EDIT: Looks like the admin log ins have been solved upgrading FortiAnalyzer from 6.0.3 to 6.0.4

 

Correct, newer FortiAnalyzer firmware solves this problem.

PeterK

I have noticed it has fixed the issue of not being able to creates routes in the GUI.  I need to test on another Firewall to see if it has restored the icons in the SSL-Web portal.  I have tested the traffic filter issue someone has mentioned, but I tend to do this through the Analyzer which is on 6.0.4 and the filters are working on this.

neonbit
Valued Contributor

I'm loving this release. The SSLVPN web portal bookmark problem is solved for me and HTTP bookmarks that were pointing to HTML5 servers that never used to work are all now working!

 

One thing I did notice is that some of the pages (FortiView > Applications and Log & Report > Forward Traffic) are taking a little time to load.

sashag
New Contributor

Upgraded yesterday from 5.6.6 to 6.0.4 600D cluster. System - Settings page not loading, cannot configure central management. Anybody else experiencing this GUI issue?

SMabille

Hi,

 

Are you using local log storage, cloud or FortAnalyzer?

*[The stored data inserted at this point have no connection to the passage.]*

//! Storage document tests: shape, round trips and validation.
//!
//! Also plays a short human-versus-bot match through the submission
//! guard, reloading from the stored document between requests the way
//! the host does.

use cardcraft_engine::bots::{Nemesis, Outcome};
use cardcraft_engine::cards::{CardId, Stat};
use cardcraft_engine::core::{Deck, EngineConfig, GameRng, MatchBuilder, Pot};
use cardcraft_engine::rules::{self, Target};
use cardcraft_engine::storage::{from_json_str, from_storage, to_json_string, to_storage};
use cardcraft_engine::{Attribute, EngineError, Match, PlayerId};
use serde_json::json;

fn deck(owner: &str) -> Deck {
    let mut deck = Deck::new((0..12).map(|i| CardId::new(format!("{}-{}", owner, i))));
    deck.meta.insert("owner".to_string(), json!(owner));
    deck
}

fn new_match(seed: u64) -> Match {
    MatchBuilder::new("battle")
        .created_at(1_700_000_000)
        .seat_with_pot("bot1", "BOT1", deck("bot"), Pot::new(0, None))
        .seat_with_pot(
            "alice",
            "Alice",
            deck("alice"),
            Pot::new(2_000_000, Some("sig".to_string())),
        )
        .build(&mut GameRng::new(seed))
        .unwrap()
}

// =============================================================================
// Document shape
// =============================================================================

/// Stored documents use the array forms for cursor and events.
#[test]
fn test_document_shape() {
    let state = new_match(1);
    let doc = to_storage(&state).unwrap();

    assert_eq!(doc["id"], "battle");
    assert_eq!(doc["fields"].as_array().unwrap().len(), 6);
    assert_eq!(doc["fields"][0], json!([null, null, null]));
    assert_eq!(doc["cursor"], json!([0, 2]));
    assert_eq!(doc["turns"][0][0], json!([state.opener.as_str(), "draw", 3]));
    assert_eq!(doc["players"]["alice"]["pot"]["lamports"], 2_000_000);
    assert_eq!(doc["players"]["alice"]["deck"]["owner"], "alice");
    assert!(doc["winner"].is_null());
    assert!(doc["finished"].is_null());
}

/// Players keep their document order through storage.
#[test]
fn test_player_order() {
    let doc = to_storage(&new_match(2)).unwrap();
    let keys: Vec<_> = doc["players"].as_object().unwrap().keys().cloned().collect();
    assert_eq!(keys, vec!["bot1", "alice"]);
}

/// Round trips are lossless, through values and through strings.
#[test]
fn test_round_trip() {
    let state = rules::apply(&new_match(3), PlayerId::new("alice"), "waves", Stat::Float(0.5));
    assert_eq!(from_storage(to_storage(&state).unwrap()).unwrap(), state);
    assert_eq!(from_json_str(&to_json_string(&state).unwrap()).unwrap(), state);
}

/// The store's own key is dropped on load.
#[test]
fn test_store_id_ignored() {
    let mut doc = to_storage(&new_match(4)).unwrap();
    doc["_id"] = json!("65f0c0ffee");
    let state = from_storage(doc).unwrap();
    assert!(to_storage(&state).unwrap().get("_id").is_none());
}

// =============================================================================
// Validation
// =============================================================================

/// Documents breaking the match invariants are rejected.
#[test]
fn test_invalid_documents() {
    let valid = to_storage(&new_match(5)).unwrap();

    let mut no_turns = valid.clone();
    no_turns["turns"] = json!([]);

    let mut foreign_opener = valid.clone();
    foreign_opener["opener"] = json!("mallory");

    let mut half_finished = valid.clone();
    half_finished["winner"] = json!("alice");

    let mut foreign_winner = valid.clone();
    foreign_winner["winner"] = json!("mallory");
    foreign_winner["finished"] = json!(1_700_000_100);

    for doc in [no_turns, foreign_opener, half_finished, foreign_winner] {
        assert!(matches!(from_storage(doc), Err(EngineError::InvalidDocument(_))));
    }
}

/// Event arrays must have three entries.
#[test]
fn test_malformed_event() {
    let mut doc = to_storage(&new_match(6)).unwrap();
    doc["turns"][0][0] = json!(["alice", "draw"]);
    assert!(matches!(from_storage(doc), Err(EngineError::Serialization(_))));
}

// =============================================================================
// Request cycle
// =============================================================================

/// Human and bot alternate through stored documents until the bot's
/// turn comes around again.
#[test]
fn test_request_cycle() {
    let config = EngineConfig::default();
    let alice = PlayerId::new("alice");
    let nemesis = Nemesis::new("bot1", config.clone());
    let mut rng = GameRng::new(21);
    let mut doc = to_storage(&new_match(7)).unwrap();

    for _ in 0..4 {
        let state = from_storage(doc).unwrap();
        let next = if state.is_turn(Target::Player, "alice") {
            let played = rules::submit(
                &state,
                &config,
                &alice,
                PlayerId::new("$me"),
                Attribute::from("player casts a spell"),
                Stat::Null,
            )
            .unwrap();
            rules::submit(&played, &config, &alice, alice.clone(), Attribute::EndTurn, Stat::Null)
                .unwrap()
        } else {
            let (next, outcome) = nemesis.act(&state, &mut rng).unwrap();
            assert!(matches!(outcome, Outcome::Acted(_)));
            next
        };
        doc = to_storage(&next).unwrap();
    }

    let state = from_storage(doc).unwrap();
    assert_eq!(state.turns.len(), 5);
    assert!(state.is_turn(Target::Player, state.opener.as_str()));
    assert!(rules::finalize(&state).unwrap().winner.is_none());
}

I can't see the same behaviour (works as expected for me) on 60E + FortiAnalyzer 6.0.3

 

Stephane 

 

sigmasoftcz wrote:

ok, the first problem appeared. In version 6.0.4, IP addresses do not translate to DNS names at src address. This is happening in both FortiView and Logs section on all tested boxes.

 

[attachImg]https://forum.fortinet.com/download.axd?file=0;170563&where=message&f=FortiView-TrafficFromWan.jpg[/attachImg]

Jirka

 

Jirka1

Hi Stephane, yes, we use FortiAnalyzer. It is true that the problem can be even there. We also updated the FAZ to version 6.0.4. I will look at it. Jirka
Jirka1

Hi Stephane, yes, we use FortiAnalyzer. It is true that the problem can be even there. We also updated the FAZ to version 6.0.4. I will look at it. Jirka
Jordan_Thompson_FTNT

sigmasoftcz wrote:

ok, the first problem appeared. In version 6.0.4, IP addresses do not translate to DNS names at src address. This is happening in both FortiView and Logs section on all tested boxes.

 

Previous versions of FortiOS also did not do reverse DNS lookup on source IPs. This feature is for destination views.

Jirka1

Jordan_Thompson_FTNT wrote:

sigmasoftcz wrote:

ok, the first problem appeared. In version 6.0.4, IP addresses do not translate to DNS names at src address. This is happening in both FortiView and Logs section on all tested boxes.

 

Previous versions of FortiOS also did not do reverse DNS lookup on source IPs. This feature is for destination views.

Hi Jordan,

I disagree. In version 5.6.7, PTR records are beautifully visible. FortiView-> Traffic from WAN-> Source

 

Jirka

empolo
New Contributor

Hi

I cant seem to find the upgrade path to 6.0.4. I have version 6.0.2 installed on my 501E. Could i upgrade to 6.0.4 directly or should i first upgrade to 6.0.3 and then to 6.0.4?